What the task asks: Look below for the line containing "-> Result<ExportedFile, ExportError>"; from there, print each line exactly up to and including the line containing "let blob = match", and stop.

[Collection entries]
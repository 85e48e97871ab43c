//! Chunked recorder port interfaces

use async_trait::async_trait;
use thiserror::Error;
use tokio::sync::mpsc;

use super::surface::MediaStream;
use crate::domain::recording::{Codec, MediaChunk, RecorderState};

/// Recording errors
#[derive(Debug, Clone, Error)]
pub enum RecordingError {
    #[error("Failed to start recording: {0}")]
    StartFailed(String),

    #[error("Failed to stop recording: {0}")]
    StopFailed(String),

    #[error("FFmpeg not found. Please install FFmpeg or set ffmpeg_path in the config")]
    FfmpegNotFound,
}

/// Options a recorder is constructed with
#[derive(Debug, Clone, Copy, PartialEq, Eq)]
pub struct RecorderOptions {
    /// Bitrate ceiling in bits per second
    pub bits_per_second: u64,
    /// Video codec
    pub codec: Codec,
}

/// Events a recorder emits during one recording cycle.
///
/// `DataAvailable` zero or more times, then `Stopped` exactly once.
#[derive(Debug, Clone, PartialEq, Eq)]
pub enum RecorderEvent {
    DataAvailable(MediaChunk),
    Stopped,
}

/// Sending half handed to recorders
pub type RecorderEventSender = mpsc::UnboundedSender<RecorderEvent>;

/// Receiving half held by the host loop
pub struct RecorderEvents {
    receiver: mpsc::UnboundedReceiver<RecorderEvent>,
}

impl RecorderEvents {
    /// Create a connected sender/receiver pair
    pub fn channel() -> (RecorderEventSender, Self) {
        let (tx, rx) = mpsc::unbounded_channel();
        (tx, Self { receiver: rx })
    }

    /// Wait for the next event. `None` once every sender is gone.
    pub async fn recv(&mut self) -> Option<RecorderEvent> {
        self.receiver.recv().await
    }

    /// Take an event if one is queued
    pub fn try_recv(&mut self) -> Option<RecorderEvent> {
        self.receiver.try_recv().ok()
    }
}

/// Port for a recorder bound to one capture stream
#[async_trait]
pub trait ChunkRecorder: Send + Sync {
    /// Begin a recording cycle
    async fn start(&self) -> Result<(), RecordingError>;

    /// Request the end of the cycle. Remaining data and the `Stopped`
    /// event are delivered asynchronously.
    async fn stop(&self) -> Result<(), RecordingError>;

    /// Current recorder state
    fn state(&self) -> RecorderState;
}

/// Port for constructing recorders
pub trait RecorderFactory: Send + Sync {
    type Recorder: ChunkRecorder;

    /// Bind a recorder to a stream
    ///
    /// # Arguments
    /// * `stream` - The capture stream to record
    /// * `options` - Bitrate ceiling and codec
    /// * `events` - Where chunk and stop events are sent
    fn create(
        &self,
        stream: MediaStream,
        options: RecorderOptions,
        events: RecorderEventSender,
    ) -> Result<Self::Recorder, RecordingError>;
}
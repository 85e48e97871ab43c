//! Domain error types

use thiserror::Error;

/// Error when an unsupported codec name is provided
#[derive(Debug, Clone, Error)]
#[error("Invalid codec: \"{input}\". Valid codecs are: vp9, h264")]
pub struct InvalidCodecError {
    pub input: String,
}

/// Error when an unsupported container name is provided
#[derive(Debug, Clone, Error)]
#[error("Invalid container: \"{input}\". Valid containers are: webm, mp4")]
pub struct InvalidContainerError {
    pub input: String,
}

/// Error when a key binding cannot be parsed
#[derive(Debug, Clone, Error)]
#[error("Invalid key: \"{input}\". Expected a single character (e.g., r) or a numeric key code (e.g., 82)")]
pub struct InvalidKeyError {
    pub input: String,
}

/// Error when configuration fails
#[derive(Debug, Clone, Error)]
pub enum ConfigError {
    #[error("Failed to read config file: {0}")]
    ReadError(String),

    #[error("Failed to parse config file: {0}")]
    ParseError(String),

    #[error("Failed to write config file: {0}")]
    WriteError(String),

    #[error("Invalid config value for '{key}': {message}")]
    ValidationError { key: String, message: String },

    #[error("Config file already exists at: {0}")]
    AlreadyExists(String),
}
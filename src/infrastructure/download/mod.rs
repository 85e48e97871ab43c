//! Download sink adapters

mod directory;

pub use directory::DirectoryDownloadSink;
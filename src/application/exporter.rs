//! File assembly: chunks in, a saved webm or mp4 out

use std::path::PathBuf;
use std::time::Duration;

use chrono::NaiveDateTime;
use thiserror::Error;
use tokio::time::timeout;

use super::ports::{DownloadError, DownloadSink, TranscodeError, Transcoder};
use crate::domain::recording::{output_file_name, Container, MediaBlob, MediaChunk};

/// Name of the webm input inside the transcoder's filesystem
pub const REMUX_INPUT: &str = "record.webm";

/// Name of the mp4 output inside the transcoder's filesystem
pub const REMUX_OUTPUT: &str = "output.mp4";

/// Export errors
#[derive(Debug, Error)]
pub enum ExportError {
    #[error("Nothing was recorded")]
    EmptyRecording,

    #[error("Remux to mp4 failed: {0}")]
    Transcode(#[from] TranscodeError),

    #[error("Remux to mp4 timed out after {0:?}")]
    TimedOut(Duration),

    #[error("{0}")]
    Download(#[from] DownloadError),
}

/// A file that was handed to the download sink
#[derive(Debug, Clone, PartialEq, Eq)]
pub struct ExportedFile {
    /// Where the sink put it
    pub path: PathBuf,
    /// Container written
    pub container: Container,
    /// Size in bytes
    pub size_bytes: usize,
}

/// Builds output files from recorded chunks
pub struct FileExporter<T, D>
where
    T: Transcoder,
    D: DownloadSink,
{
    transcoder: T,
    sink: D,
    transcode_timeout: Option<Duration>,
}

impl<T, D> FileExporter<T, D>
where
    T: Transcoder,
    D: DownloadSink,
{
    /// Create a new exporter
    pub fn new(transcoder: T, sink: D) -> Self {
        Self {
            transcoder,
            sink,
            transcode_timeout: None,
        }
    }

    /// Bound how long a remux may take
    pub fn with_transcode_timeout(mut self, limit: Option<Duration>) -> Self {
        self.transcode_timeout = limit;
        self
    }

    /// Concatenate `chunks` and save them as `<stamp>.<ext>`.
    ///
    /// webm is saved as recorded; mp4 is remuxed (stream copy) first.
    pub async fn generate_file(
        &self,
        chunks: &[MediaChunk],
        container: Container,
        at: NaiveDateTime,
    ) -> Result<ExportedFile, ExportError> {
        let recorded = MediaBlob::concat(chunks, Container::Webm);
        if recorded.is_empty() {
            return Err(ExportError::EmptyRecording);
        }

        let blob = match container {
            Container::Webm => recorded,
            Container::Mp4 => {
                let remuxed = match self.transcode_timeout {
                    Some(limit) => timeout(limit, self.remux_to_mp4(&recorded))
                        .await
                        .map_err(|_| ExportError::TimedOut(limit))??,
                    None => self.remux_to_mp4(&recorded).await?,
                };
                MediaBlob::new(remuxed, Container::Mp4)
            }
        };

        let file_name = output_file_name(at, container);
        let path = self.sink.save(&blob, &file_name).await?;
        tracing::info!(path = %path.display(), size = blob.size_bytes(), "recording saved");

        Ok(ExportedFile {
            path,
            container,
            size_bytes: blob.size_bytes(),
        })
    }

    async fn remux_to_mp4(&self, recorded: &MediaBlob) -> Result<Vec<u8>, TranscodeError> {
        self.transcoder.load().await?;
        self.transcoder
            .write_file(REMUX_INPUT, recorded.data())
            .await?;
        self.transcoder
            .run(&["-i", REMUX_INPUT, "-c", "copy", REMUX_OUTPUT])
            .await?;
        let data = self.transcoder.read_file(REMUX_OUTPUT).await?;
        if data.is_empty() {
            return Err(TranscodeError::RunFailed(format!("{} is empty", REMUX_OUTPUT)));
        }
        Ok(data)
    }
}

...

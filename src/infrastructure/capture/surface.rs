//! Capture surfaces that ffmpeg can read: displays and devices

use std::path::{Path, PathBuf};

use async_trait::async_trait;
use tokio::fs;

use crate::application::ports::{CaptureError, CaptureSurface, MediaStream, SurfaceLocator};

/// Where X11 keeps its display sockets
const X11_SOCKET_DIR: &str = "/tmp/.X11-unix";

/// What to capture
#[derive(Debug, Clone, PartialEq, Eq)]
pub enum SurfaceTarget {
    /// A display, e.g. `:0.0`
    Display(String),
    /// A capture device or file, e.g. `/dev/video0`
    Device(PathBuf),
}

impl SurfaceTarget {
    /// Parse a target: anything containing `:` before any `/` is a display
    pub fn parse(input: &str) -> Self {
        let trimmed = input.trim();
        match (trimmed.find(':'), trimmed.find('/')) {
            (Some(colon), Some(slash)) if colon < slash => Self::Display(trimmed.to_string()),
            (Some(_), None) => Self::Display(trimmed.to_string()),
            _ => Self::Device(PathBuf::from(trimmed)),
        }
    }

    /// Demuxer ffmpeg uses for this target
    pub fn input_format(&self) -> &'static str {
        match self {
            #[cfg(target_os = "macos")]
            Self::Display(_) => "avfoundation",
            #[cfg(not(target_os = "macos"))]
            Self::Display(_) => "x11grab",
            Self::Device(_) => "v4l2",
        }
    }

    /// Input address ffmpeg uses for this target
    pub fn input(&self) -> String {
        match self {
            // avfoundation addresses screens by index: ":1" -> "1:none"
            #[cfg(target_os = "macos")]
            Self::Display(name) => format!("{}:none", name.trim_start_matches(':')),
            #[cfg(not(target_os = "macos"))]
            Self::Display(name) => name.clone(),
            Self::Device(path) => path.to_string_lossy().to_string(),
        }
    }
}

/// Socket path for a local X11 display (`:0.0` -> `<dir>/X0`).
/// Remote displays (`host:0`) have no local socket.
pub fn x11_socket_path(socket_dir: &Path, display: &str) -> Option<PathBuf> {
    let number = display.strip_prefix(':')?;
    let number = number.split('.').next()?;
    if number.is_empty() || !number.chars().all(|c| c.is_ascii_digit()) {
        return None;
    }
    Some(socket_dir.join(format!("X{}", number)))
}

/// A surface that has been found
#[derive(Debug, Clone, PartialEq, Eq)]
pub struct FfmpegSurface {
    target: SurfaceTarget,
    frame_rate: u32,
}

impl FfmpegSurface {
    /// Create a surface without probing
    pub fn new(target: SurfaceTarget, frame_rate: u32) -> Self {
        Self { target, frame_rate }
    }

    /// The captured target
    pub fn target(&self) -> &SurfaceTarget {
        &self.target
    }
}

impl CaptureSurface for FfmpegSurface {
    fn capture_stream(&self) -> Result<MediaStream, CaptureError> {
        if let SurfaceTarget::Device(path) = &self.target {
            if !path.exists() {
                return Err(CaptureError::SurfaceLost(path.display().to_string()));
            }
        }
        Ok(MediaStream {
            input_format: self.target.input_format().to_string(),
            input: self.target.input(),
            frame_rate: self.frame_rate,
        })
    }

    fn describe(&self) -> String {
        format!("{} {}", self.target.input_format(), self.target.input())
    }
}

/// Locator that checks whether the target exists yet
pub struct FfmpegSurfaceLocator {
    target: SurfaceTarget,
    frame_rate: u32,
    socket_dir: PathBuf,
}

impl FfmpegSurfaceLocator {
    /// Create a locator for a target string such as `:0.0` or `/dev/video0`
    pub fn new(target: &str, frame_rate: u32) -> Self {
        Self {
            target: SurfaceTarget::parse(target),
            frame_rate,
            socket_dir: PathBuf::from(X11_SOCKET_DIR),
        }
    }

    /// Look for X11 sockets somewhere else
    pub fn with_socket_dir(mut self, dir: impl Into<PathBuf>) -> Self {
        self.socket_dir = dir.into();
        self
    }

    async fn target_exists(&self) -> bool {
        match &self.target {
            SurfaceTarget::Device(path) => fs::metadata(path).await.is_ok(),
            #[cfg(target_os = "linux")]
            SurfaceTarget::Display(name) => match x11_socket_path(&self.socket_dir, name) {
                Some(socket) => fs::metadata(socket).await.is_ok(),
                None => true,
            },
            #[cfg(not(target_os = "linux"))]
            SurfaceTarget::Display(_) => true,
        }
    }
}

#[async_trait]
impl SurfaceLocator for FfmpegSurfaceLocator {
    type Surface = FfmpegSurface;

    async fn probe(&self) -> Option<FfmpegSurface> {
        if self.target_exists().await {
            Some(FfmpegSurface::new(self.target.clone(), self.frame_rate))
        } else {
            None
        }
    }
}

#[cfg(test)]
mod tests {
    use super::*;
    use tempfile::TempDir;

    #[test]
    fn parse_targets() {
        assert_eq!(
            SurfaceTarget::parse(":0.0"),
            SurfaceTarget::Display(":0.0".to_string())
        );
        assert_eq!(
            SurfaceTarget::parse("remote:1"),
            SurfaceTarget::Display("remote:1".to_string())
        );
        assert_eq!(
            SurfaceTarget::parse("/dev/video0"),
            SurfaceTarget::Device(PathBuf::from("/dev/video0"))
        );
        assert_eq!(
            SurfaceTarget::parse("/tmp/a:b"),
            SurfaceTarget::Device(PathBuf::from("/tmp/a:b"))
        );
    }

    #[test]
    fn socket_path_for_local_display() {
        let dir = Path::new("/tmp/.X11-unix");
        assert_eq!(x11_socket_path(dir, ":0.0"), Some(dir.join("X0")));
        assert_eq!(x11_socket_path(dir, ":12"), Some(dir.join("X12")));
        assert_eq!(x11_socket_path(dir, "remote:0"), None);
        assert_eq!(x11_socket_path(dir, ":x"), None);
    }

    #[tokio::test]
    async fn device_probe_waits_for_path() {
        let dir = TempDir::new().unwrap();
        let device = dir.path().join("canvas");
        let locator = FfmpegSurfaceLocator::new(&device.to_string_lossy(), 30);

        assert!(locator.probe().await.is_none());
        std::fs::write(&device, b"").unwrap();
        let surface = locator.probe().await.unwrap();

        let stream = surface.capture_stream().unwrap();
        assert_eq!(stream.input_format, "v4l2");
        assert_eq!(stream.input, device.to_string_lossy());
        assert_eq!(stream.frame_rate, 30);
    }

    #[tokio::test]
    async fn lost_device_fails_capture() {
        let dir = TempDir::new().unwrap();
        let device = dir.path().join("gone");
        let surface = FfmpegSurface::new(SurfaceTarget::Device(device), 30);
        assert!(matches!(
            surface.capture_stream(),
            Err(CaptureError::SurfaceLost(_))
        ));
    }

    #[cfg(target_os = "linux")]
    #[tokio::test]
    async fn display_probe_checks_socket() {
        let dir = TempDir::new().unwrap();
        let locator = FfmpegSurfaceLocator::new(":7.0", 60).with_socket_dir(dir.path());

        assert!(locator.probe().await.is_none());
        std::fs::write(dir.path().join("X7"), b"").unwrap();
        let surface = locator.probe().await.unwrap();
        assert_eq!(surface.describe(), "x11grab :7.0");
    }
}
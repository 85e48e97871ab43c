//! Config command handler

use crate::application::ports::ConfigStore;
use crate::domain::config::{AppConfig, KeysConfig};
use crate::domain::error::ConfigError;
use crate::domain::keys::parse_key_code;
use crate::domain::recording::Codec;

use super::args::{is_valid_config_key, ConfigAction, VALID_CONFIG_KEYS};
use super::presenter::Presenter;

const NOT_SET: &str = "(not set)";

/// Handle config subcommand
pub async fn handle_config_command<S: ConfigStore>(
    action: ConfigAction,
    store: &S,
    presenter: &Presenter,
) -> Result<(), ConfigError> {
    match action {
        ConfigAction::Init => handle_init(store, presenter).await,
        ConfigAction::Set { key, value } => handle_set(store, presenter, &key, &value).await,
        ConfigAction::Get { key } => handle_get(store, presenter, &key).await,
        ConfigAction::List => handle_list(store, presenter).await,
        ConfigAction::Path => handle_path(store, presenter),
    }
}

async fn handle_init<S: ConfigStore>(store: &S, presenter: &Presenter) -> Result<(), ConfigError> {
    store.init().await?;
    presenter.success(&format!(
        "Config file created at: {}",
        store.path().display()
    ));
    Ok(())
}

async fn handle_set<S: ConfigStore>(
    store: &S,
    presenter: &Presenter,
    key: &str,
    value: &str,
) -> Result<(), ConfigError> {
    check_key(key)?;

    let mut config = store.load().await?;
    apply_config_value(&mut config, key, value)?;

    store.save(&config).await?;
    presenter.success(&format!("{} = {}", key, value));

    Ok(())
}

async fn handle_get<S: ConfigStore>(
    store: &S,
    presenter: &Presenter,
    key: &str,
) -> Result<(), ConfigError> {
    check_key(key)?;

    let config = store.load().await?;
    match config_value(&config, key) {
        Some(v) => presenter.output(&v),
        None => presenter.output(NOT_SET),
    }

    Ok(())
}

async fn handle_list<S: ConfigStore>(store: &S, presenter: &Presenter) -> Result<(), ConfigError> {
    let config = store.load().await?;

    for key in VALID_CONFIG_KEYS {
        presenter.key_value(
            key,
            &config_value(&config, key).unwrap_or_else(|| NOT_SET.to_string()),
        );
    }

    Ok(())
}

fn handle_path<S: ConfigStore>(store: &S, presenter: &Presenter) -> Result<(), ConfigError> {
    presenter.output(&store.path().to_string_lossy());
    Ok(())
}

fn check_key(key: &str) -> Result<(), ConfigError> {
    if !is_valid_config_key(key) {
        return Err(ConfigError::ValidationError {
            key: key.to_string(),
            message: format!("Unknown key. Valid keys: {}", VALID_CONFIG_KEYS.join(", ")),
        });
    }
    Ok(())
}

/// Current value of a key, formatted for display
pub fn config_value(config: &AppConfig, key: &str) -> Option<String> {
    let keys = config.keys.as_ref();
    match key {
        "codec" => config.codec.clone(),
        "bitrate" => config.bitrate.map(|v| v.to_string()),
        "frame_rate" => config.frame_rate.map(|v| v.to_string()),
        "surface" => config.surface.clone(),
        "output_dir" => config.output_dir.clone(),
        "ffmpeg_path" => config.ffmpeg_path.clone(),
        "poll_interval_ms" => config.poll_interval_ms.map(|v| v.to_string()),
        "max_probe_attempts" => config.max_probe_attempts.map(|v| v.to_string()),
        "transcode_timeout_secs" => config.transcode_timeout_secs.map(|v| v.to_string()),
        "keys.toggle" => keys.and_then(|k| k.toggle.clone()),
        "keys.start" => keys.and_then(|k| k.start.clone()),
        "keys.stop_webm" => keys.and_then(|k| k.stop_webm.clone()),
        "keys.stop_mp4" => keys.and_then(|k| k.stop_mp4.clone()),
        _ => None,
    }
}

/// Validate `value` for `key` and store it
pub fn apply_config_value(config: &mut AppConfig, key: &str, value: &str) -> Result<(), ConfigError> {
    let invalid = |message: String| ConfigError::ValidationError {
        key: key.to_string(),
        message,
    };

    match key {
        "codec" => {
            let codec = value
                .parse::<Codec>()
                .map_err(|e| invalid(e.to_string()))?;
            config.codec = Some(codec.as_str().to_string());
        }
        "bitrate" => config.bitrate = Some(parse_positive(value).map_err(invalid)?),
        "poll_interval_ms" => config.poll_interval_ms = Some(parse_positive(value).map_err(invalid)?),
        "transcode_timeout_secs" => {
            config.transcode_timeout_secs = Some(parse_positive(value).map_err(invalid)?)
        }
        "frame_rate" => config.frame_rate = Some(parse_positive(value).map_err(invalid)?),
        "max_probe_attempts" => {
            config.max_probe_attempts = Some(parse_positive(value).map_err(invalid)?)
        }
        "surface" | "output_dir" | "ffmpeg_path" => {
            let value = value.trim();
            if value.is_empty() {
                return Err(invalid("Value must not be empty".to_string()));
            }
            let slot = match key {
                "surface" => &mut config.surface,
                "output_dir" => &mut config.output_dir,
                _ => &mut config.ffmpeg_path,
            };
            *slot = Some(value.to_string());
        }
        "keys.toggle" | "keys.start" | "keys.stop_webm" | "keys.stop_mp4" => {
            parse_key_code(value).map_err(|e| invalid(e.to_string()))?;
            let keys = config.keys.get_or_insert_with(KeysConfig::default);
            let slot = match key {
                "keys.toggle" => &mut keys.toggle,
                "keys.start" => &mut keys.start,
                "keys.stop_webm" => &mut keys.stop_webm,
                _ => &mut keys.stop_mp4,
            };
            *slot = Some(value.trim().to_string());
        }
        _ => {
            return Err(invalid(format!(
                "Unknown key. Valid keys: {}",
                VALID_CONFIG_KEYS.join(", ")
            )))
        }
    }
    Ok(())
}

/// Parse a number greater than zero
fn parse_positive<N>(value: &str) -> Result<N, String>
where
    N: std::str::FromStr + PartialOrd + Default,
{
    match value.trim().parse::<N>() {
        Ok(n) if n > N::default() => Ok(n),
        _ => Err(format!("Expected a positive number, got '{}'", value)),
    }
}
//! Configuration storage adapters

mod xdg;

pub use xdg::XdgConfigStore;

==

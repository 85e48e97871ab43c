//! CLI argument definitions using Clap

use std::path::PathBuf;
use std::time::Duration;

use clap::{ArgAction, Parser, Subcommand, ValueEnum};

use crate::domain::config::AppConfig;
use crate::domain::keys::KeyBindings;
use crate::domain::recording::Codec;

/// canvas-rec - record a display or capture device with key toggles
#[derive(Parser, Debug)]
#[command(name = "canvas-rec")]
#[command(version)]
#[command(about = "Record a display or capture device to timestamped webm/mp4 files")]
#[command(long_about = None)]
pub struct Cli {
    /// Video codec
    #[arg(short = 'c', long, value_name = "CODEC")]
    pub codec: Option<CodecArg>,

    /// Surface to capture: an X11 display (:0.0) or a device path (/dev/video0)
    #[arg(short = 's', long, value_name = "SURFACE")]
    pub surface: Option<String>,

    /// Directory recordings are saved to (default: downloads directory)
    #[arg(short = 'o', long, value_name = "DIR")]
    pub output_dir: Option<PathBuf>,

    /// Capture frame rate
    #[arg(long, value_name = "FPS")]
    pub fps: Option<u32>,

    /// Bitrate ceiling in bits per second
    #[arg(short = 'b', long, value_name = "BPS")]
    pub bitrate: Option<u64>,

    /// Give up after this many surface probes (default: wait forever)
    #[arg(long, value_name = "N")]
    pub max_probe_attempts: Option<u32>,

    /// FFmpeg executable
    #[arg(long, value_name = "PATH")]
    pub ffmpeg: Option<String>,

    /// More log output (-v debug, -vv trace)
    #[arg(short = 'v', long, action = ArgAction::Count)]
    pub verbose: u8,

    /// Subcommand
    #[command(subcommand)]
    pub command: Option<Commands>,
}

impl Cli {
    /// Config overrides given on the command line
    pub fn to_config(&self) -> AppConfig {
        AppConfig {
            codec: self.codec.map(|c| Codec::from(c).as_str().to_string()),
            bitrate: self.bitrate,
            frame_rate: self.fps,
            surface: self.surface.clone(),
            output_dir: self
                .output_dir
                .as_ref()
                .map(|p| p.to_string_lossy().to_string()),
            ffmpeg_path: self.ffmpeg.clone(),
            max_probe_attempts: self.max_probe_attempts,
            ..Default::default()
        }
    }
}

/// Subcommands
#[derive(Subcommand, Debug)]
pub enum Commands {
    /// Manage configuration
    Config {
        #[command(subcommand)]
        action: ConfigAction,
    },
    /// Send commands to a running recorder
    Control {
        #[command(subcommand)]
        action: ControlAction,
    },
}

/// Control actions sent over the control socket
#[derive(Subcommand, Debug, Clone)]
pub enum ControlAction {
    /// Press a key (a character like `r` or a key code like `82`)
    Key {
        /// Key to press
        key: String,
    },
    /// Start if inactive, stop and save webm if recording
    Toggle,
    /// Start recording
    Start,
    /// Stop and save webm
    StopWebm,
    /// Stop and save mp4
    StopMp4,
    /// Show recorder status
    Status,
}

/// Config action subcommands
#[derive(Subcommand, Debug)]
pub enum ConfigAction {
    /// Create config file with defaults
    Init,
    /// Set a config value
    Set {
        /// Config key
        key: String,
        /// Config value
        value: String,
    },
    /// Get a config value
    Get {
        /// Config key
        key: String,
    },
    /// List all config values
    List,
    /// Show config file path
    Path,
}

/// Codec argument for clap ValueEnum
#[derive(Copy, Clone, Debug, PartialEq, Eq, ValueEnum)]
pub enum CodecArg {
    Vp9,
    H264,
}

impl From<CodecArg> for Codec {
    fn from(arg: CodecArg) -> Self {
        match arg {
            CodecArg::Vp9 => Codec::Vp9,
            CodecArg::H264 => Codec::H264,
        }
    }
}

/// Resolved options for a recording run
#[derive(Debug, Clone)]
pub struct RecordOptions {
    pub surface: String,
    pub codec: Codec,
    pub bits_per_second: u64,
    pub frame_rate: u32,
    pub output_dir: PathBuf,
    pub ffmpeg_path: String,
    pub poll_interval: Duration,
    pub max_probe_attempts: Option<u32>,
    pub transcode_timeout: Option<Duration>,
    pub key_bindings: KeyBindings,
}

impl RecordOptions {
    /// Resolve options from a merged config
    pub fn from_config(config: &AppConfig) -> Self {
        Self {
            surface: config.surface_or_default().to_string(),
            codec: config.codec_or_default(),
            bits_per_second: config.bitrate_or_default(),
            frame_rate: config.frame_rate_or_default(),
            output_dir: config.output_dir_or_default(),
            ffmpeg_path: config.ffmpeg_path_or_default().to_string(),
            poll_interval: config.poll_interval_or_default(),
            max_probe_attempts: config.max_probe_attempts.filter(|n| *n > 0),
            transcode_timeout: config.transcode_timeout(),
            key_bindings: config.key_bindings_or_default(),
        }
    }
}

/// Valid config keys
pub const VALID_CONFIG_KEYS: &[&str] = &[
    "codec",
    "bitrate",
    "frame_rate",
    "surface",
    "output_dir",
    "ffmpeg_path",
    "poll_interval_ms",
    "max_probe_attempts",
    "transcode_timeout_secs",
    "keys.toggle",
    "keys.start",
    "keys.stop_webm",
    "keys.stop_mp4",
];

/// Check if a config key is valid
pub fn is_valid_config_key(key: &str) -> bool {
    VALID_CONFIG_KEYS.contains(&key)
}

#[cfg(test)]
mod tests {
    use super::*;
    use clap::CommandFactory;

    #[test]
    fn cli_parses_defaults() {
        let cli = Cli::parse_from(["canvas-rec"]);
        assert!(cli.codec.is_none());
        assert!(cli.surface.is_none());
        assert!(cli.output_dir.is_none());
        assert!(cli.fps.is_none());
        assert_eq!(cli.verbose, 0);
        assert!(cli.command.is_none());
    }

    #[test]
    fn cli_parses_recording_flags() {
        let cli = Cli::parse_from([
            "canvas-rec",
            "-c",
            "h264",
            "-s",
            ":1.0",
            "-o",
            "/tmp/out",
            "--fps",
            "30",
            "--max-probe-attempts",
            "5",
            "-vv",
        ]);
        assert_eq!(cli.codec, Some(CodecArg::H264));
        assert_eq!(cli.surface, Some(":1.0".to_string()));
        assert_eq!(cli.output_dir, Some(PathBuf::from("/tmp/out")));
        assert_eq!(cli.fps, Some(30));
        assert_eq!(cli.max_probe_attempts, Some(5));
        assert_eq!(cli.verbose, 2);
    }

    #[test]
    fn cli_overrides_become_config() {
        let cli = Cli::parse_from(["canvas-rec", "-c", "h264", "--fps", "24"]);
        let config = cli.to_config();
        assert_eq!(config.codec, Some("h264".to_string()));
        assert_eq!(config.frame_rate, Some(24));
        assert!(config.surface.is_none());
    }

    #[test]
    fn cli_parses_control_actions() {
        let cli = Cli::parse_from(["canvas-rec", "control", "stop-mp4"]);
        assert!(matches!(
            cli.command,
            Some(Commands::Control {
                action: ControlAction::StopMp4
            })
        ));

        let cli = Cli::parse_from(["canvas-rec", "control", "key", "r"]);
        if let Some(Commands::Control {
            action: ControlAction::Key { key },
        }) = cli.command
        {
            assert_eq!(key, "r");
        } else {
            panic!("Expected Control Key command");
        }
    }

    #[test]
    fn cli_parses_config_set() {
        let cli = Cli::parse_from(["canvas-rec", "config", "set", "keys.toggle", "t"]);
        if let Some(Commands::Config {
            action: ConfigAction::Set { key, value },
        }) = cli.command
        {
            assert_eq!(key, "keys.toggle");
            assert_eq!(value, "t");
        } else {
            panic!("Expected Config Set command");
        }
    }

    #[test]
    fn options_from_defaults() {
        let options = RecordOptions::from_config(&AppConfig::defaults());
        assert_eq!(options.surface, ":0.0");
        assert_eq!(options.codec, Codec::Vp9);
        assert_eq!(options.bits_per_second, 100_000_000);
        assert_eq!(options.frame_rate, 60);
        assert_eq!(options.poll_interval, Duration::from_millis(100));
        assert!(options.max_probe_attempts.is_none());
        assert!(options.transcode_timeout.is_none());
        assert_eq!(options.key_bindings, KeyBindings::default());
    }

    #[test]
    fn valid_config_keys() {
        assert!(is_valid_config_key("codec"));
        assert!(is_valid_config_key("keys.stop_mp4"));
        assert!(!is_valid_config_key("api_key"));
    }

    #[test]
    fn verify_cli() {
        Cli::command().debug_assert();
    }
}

Answer space:
    ) -> Result<ExportedFile, ExportError> {
        let recorded = MediaBlob::concat(chunks, Container::Webm);
        if recorded.is_empty() {
            return Err(ExportError::EmptyRecording);
        }

        let blob = match container {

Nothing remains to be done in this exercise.